At the tangled granadilla vines, we’d paused to search high above for a tiny light in its unimaginable orbit. Four years before, in 1959, a monkey peered out of his porthole as he soared through the heavens, his eyes lit with tricks, doubts, and fears. I scanned the nocturnal sky for him, his face glued to his window in the high silence above.
Suddenly, everything blurred.
“Brown pools . . . they think they’re pools,” my father said in the bug-thick dark, licking his finger and digging a miggie or some flying thing out of my eye.

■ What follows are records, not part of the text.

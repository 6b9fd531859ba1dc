//! Geometry pass filling the G-buffer

use crate::render::api::{
    CommandRecorder, ConstantSlot, GeometryProvider, PipelineKind, Viewport,
};
use crate::render::error::RenderResult;
use crate::render::frame::FrameResource;
use crate::render::passes::{draw_objects, ObjectPipelines};
use crate::render::resources::GBuffer;
use crate::render::systems::visibility::{ObjectManager, ObjectVisibility};

/// G-buffer fill
#[derive(Debug, Default)]
pub struct GBufferPass;

impl GBufferPass {
    const PIPELINES: ObjectPipelines = ObjectPipelines {
        regular: PipelineKind::GBuffer,
        tessellated: PipelineKind::GBufferTessellated,
    };

    /// Create the pass
    pub fn new() -> Self {
        Self
    }

    /// Draw every camera-visible object, regular bucket first
    ///
    /// The targets are always cleared, even when nothing is visible, so the
    /// lighting pass never reads last frame's surfaces.
    pub fn record(
        &self,
        recorder: &mut dyn CommandRecorder,
        gbuffer: &mut GBuffer,
        visibility: &ObjectVisibility,
        objects: &ObjectManager,
        frame: &FrameResource,
        geometry: &dyn GeometryProvider,
    ) -> RenderResult<usize> {
        let info = gbuffer.begin_geometry_pass(recorder)?;
        recorder.begin_pass(&info)?;
        recorder.set_viewport(Viewport::full(gbuffer.width(), gbuffer.height()))?;
        recorder.bind_constants(ConstantSlot::Pass, frame.pass.gpu_address(0)?)?;

        let mut draws = draw_objects(
            recorder,
            &visibility.opaque,
            objects,
            frame,
            geometry,
            Self::PIPELINES,
        )?;
        draws += draw_objects(
            recorder,
            &visibility.tessellated,
            objects,
            frame,
            geometry,
            Self::PIPELINES,
        )?;
        recorder.end_pass()?;

        log::debug!("G-buffer pass: {} draws", draws);
        Ok(draws)
    }
}

#[cfg(test)]
mod tests {
    use super::*;
    use crate::config::RendererSettings;
    use crate::render::api::{GpuAddress, RecordingCommandList, ResourceRegistry};
    use crate::render::resources::{GBufferTarget, ResourceState};

    #[test]
    fn test_empty_frame_still_clears_targets() {
        let settings = RendererSettings::default();
        let mut registry = ResourceRegistry::new();
        let mut gbuffer = GBuffer::new(&mut registry, 64, 64);
        let objects = ObjectManager::new(&settings);
        let frame = FrameResource::new(GpuAddress(0), &settings);
        let mut recorder = RecordingCommandList::new();

        let draws = GBufferPass::new()
            .record(
                &mut recorder,
                &mut gbuffer,
                &ObjectVisibility::default(),
                &objects,
                &frame,
                &registry,
            )
            .unwrap();

        assert_eq!(draws, 0);
        assert_eq!(recorder.pass_labels(), vec!["gbuffer"]);
        assert_eq!(
            gbuffer.target(GBufferTarget::Normals).state(),
            ResourceState::RenderTarget
        );
        assert_eq!(gbuffer.depth().state(), ResourceState::DepthWrite);
    }
}
//! G-buffer render targets
//!
//! Layout:
//! - base color: RGBA8 sRGB
//! - normals: RGBA16F
//! - emissive: RGBA16F
//! - occlusion / roughness / metallic: RGBA8
//! - motion vectors: RG16F
//! - depth: D32F

use crate::render::api::{CommandRecorder, DepthAttachment, PassBeginInfo, TextureProvider};
use crate::render::error::RenderResult;
use crate::render::resources::{ResourceState, TextureDesc, TextureFormat, TrackedTexture};

/// Colour targets of the G-buffer, in shader output order
#[derive(Debug, Clone, Copy, PartialEq, Eq, Hash)]
pub enum GBufferTarget {
    /// Albedo
    BaseColor,
    /// World-space normals
    Normals,
    /// Emitted radiance
    Emissive,
    /// Occlusion, roughness, metallic
    OcclusionRoughnessMetallic,
    /// Screen-space motion
    MotionVectors,
}

impl GBufferTarget {
    /// Every target in shader output order
    pub const ALL: [GBufferTarget; 5] = [
        GBufferTarget::BaseColor,
        GBufferTarget::Normals,
        GBufferTarget::Emissive,
        GBufferTarget::OcclusionRoughnessMetallic,
        GBufferTarget::MotionVectors,
    ];

    /// Texel format
    pub fn format(self) -> TextureFormat {
        match self {
            GBufferTarget::BaseColor => TextureFormat::Rgba8Srgb,
            GBufferTarget::Normals | GBufferTarget::Emissive => TextureFormat::Rgba16Float,
            GBufferTarget::OcclusionRoughnessMetallic => TextureFormat::Rgba8Unorm,
            GBufferTarget::MotionVectors => TextureFormat::Rg16Float,
        }
    }

    fn name(self) -> &'static str {
        match self {
            GBufferTarget::BaseColor => "gbuffer.base_color",
            GBufferTarget::Normals => "gbuffer.normals",
            GBufferTarget::Emissive => "gbuffer.emissive",
            GBufferTarget::OcclusionRoughnessMetallic => "gbuffer.orm",
            GBufferTarget::MotionVectors => "gbuffer.motion",
        }
    }

    fn index(self) -> usize {
        self as usize
    }
}

const DEPTH_NAME: &str = "gbuffer.depth";

/// Geometry-pass targets plus depth, each with a tracked state
#[derive(Debug)]
pub struct GBuffer {
    width: u32,
    height: u32,
    targets: Vec<TrackedTexture>,
    depth: TrackedTexture,
}

impl GBuffer {
    /// Create every target at `width` x `height`
    pub fn new(textures: &mut dyn TextureProvider, width: u32, height: u32) -> Self {
        let targets = GBufferTarget::ALL
            .iter()
            .map(|target| {
                let handle = textures.create_texture(
                    target.name(),
                    TextureDesc::new_2d(target.format(), width, height),
                );
                TrackedTexture::new(target.name(), handle, ResourceState::Undefined)
            })
            .collect();
        let depth_handle = textures.create_texture(
            DEPTH_NAME,
            TextureDesc::new_2d(TextureFormat::Depth32Float, width, height),
        );
        Self {
            width,
            height,
            targets,
            depth: TrackedTexture::new(DEPTH_NAME, depth_handle, ResourceState::Undefined),
        }
    }

    /// Recreate every target at a new size; contents become undefined
    pub fn resize(&mut self, textures: &mut dyn TextureProvider, width: u32, height: u32) {
        if width == self.width && height == self.height {
            return;
        }
        for (target, tracked) in GBufferTarget::ALL.iter().zip(&mut self.targets) {
            let handle = textures.create_texture(
                target.name(),
                TextureDesc::new_2d(target.format(), width, height),
            );
            tracked.replace(handle);
        }
        let depth_handle = textures.create_texture(
            DEPTH_NAME,
            TextureDesc::new_2d(TextureFormat::Depth32Float, width, height),
        );
        self.depth.replace(depth_handle);
        self.width = width;
        self.height = height;
        log::info!("G-buffer resized to {}x{}", width, height);
    }

    /// Width in pixels
    pub fn width(&self) -> u32 {
        self.width
    }

    /// Height in pixels
    pub fn height(&self) -> u32 {
        self.height
    }

    /// A colour target
    pub fn target(&self, target: GBufferTarget) -> &TrackedTexture {
        &self.targets[target.index()]
    }

    /// The depth target
    pub fn depth(&self) -> &TrackedTexture {
        &self.depth
    }

    /// Move one colour target into `state`
    pub fn transition_target(
        &mut self,
        recorder: &mut dyn CommandRecorder,
        target: GBufferTarget,
        state: ResourceState,
    ) -> RenderResult<bool> {
        self.targets[target.index()].transition(recorder, state)
    }

    /// Move the depth target into `state`
    pub fn transition_depth(
        &mut self,
        recorder: &mut dyn CommandRecorder,
        state: ResourceState,
    ) -> RenderResult<bool> {
        self.depth.transition(recorder, state)
    }

    /// Make every target writable and describe the geometry pass
    pub fn begin_geometry_pass(
        &mut self,
        recorder: &mut dyn CommandRecorder,
    ) -> RenderResult<PassBeginInfo> {
        for target in GBufferTarget::ALL {
            self.transition_target(recorder, target, ResourceState::RenderTarget)?;
        }
        self.transition_depth(recorder, ResourceState::DepthWrite)?;

        Ok(PassBeginInfo {
            label: "gbuffer",
            color_targets: self.targets.iter().map(TrackedTexture::handle).collect(),
            depth: Some(DepthAttachment {
                texture: self.depth.handle(),
                layer: None,
                writable: true,
            }),
            clear: true,
            width: self.width,
            height: self.height,
        })
    }

    /// Make every target and depth readable by the lighting shaders
    pub fn bind_for_lighting(&mut self, recorder: &mut dyn CommandRecorder) -> RenderResult<()> {
        for target in GBufferTarget::ALL {
            self.transition_target(recorder, target, ResourceState::ShaderResource)?;
        }
        self.transition_depth(recorder, ResourceState::ShaderResource)?;
        Ok(())
    }
}

#[cfg(test)]
mod tests {
    use super::*;
    use crate::render::api::{RecordingCommandList, ResourceRegistry};

    #[test]
    fn test_geometry_then_lighting_transitions() {
        let mut registry = ResourceRegistry::new();
        let mut gbuffer = GBuffer::new(&mut registry, 320, 240);
        let mut recorder = RecordingCommandList::new();

        let info = gbuffer.begin_geometry_pass(&mut recorder).unwrap();
        assert_eq!(info.color_targets.len(), 5);
        assert_eq!(recorder.barriers().count(), 6);

        gbuffer.bind_for_lighting(&mut recorder).unwrap();
        assert_eq!(recorder.barriers().count(), 12);

        // Already readable: second bind is free
        gbuffer.bind_for_lighting(&mut recorder).unwrap();
        assert_eq!(recorder.barriers().count(), 12);
        assert_eq!(gbuffer.depth().state(), ResourceState::ShaderResource);
    }

    #[test]
    fn test_resize_recreates_targets() {
        let mut registry = ResourceRegistry::new();
        let mut gbuffer = GBuffer::new(&mut registry, 320, 240);
        let old = gbuffer.target(GBufferTarget::Normals).handle();

        gbuffer.resize(&mut registry, 640, 480);
        let normals = gbuffer.target(GBufferTarget::Normals);
        assert_ne!(normals.handle(), old);
        assert_eq!(normals.state(), ResourceState::Undefined);
        assert_eq!(registry.texture_desc("gbuffer.normals").unwrap().width, 640);
        assert_eq!(
            registry.texture_desc("gbuffer.motion").unwrap().format,
            TextureFormat::Rg16Float
        );
    }
}
//! Render items: placed meshes with LODs

use bitflags::bitflags;

use crate::foundation::bounds::{Aabb, BoundingSphere};
use crate::foundation::collections::SlotHandle;
use crate::foundation::math::{Mat4, Transform};
use crate::render::api::SubmeshRange;
use crate::render::frame::constants::{gpu_mat4, ObjectConstants, TransformConstants};
use crate::render::frame::DirtyFrames;

bitflags! {
    /// Per-object rendering flags
    #[derive(Debug, Clone, Copy, PartialEq, Eq, Hash)]
    pub struct ObjectFlags: u32 {
        /// Drawn with the tessellation pipelines
        const TESSELLATED = 1 << 0;
        /// Rendered into shadow maps
        const CAST_SHADOWS = 1 << 1;
    }
}

/// One drawable range of a LOD with its material
#[derive(Debug, Clone, Copy, PartialEq, Eq)]
pub struct Submesh {
    /// Vertex and index range
    pub range: SubmeshRange,
    /// Material index
    pub material_index: u32,
}

/// One level of detail: a registered mesh and the ranges drawn from it
#[derive(Debug, Clone, PartialEq)]
pub struct LodLevel {
    /// Name the geometry provider knows the mesh by
    pub mesh: String,
    /// Ranges to draw
    pub submeshes: Vec<Submesh>,
}

impl LodLevel {
    /// A LOD drawing a single range
    pub fn single(mesh: impl Into<String>, range: SubmeshRange, material_index: u32) -> Self {
        Self {
            mesh: mesh.into(),
            submeshes: vec![Submesh {
                range,
                material_index,
            }],
        }
    }
}

/// Everything needed to create a render item
#[derive(Debug, Clone, PartialEq)]
pub struct ObjectDesc {
    /// Placement
    pub transform: Transform,
    /// Bounds in object space
    pub local_bounds: Aabb,
    /// LODs, most detailed first; must not be empty
    pub lods: Vec<LodLevel>,
    /// Flags
    pub flags: ObjectFlags,
}

/// A placed object
#[derive(Debug, Clone)]
pub struct RenderItem {
    id: u64,
    transform: Transform,
    world: Mat4,
    inv_world: Mat4,
    prev_world: Mat4,
    local_bounds: Aabb,
    world_bounds: Aabb,
    lods: Vec<LodLevel>,
    current_lod: usize,
    flags: ObjectFlags,
    dirty: DirtyFrames,
    transform_stale: bool,
    constant_slot: SlotHandle,
}

impl RenderItem {
    pub(crate) fn new(id: u64, desc: ObjectDesc, constant_slot: SlotHandle, frames: usize) -> Self {
        let mut item = Self {
            id,
            transform: desc.transform,
            world: Mat4::identity(),
            inv_world: Mat4::identity(),
            prev_world: Mat4::identity(),
            local_bounds: desc.local_bounds,
            world_bounds: desc.local_bounds,
            lods: desc.lods,
            current_lod: 0,
            flags: desc.flags,
            dirty: DirtyFrames::new(frames),
            transform_stale: true,
            constant_slot,
        };
        item.refresh_transform();
        item.prev_world = item.world;
        item
    }

    /// Recompose world matrices and bounds if the transform changed
    pub(crate) fn refresh_transform(&mut self) {
        if !self.transform_stale {
            return;
        }
        self.world = self.transform.to_matrix();
        self.inv_world = self.world.try_inverse().unwrap_or_else(Mat4::identity);
        self.world_bounds = self.local_bounds.transform(&self.world);
        self.transform_stale = false;
    }

    /// Stable unique id
    pub fn id(&self) -> u64 {
        self.id
    }

    /// Decomposed transform
    pub fn transform(&self) -> &Transform {
        &self.transform
    }

    /// Replace the transform
    pub fn set_transform(&mut self, transform: Transform) {
        self.transform = transform;
        self.transform_stale = true;
        self.dirty.mark();
    }

    /// Object to world
    pub fn world(&self) -> &Mat4 {
        &self.world
    }

    /// World to object
    pub fn inv_world(&self) -> &Mat4 {
        &self.inv_world
    }

    /// Bounds in object space
    pub fn local_bounds(&self) -> &Aabb {
        &self.local_bounds
    }

    /// Bounds in world space (recomputed with the transform)
    pub fn world_bounds(&self) -> &Aabb {
        &self.world_bounds
    }

    /// Bounding sphere in world space
    pub fn world_sphere(&self) -> BoundingSphere {
        self.local_bounds.bounding_sphere().transform(&self.world)
    }

    /// LODs, most detailed first
    pub fn lods(&self) -> &[LodLevel] {
        &self.lods
    }

    /// Selected LOD index
    pub fn current_lod(&self) -> usize {
        self.current_lod
    }

    /// Selected LOD
    pub fn current_lod_level(&self) -> Option<&LodLevel> {
        self.lods.get(self.current_lod)
    }

    pub(crate) fn set_current_lod(&mut self, lod: usize) {
        if lod != self.current_lod {
            self.current_lod = lod;
            self.dirty.mark();
        }
    }

    /// Flags
    pub fn flags(&self) -> ObjectFlags {
        self.flags
    }

    /// Replace the flags
    pub fn set_flags(&mut self, flags: ObjectFlags) {
        self.flags = flags;
        self.dirty.mark();
    }

    /// Whether the object uses the tessellation pipelines
    pub fn is_tessellated(&self) -> bool {
        self.flags.contains(ObjectFlags::TESSELLATED)
    }

    /// Whether the object is rendered into shadow maps
    pub fn casts_shadows(&self) -> bool {
        self.flags.contains(ObjectFlags::CAST_SHADOWS)
    }

    /// Slot in the object constant array
    pub fn constant_slot(&self) -> SlotHandle {
        self.constant_slot
    }

    /// Dirty-frame counter
    pub fn dirty(&self) -> &DirtyFrames {
        &self.dirty
    }

    pub(crate) fn dirty_mut(&mut self) -> &mut DirtyFrames {
        &mut self.dirty
    }

    /// Catch the previous-frame matrix up with the current one
    ///
    /// Returns whether it moved, in which case every frame copy is stale again.
    pub(crate) fn advance_prev_world(&mut self) -> bool {
        if self.prev_world == self.world {
            return false;
        }
        self.prev_world = self.world;
        self.dirty.mark();
        true
    }

    /// GPU constants
    pub fn constants(&self) -> ObjectConstants {
        let material_index = self
            .current_lod_level()
            .and_then(|lod| lod.submeshes.first())
            .map_or(0, |submesh| submesh.material_index);
        ObjectConstants {
            transform: TransformConstants::from_world(&self.world),
            prev_world: gpu_mat4(&self.prev_world),
            material_index,
            lod_index: self.current_lod as u32,
            flags: self.flags.bits(),
            _padding: 0,
        }
    }
}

The night smelled heavy-sweet with rotting moonflowers left over from summer. The throb of crickets drowned the din of my mother’s quiet absence in my ears. Our house from outside was unlit, except for the passage so we could find our way to bed. Oh no nothing will happen GOD won’t let anything happen Oh nonothingwill happen, droned in my night-head as we walked. The world inside our fence seemed suddenly as unpredictable as the world outside.
Bluer than English violets, my mother’s eyes were already closed when we went back in—just her cool feet sticking out of the blanket she’d pulled over to cover herself away. My father splashed his face with water in the bathroom. I heard it drip on the floor. He did not put on the light in there.
I stood by her bed in the shuttered dark. Her room smelled of Blue Grass powder, skin, sweet tea, and sadness. I had crept in to soothe her, to pat her feet, to let her know that I would no longer wet the bed, or my khaki broeks, that I would not be impossible in any way, that I would wash myself jolly clean with Vinolia sandalwood soap (guaranteed to work, I knew, because it was by appointment only to Her Majesty the Queen, and you’ve never seen her filthy), that I would try to look pretty and to smell nice.
I patted my wishes into her soft skin, hoping they would melt into her sad understanding as she slept. I told her that I loved her. And not wanting to ever mention the words again, I hoped in my head that she had not meant it when she’d said earlier that she wanted to die, or run away.